▶ What is required: The answer should be an exact copy of the lines from the line with "use async_trait::async_trait;" through the last line of the entries, and no other lines.

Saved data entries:
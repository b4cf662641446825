//! ClassStore port for class persistence operations.

use async_trait::async_trait;

use crate::domain::classroom::Class;
use crate::domain::foundation::{ClassId, DomainError};

/// Persistence operations for classes.
#[async_trait]
pub trait ClassStore: Send + Sync {
    /// Fetches a class by id.
    async fn find_class(&self, class_id: &ClassId) -> Result<Option<Class>, DomainError>;

    /// Persists a class, counters included.
    async fn save_class(&self, class: &Class) -> Result<(), DomainError>;
}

▶ Worked solution:
use async_trait::async_trait;

use crate::domain::classroom::Class;
use crate::domain::foundation::{ClassId, DomainError};

/// Persistence operations for classes.
#[async_trait]
pub trait ClassStore: Send + Sync {
    /// Fetches a class by id.
    async fn find_class(&self, class_id: &ClassId) -> Result<Option<Class>, DomainError>;

    /// Persists a class, counters included.
    async fn save_class(&self, class: &Class) -> Result<(), DomainError>;
}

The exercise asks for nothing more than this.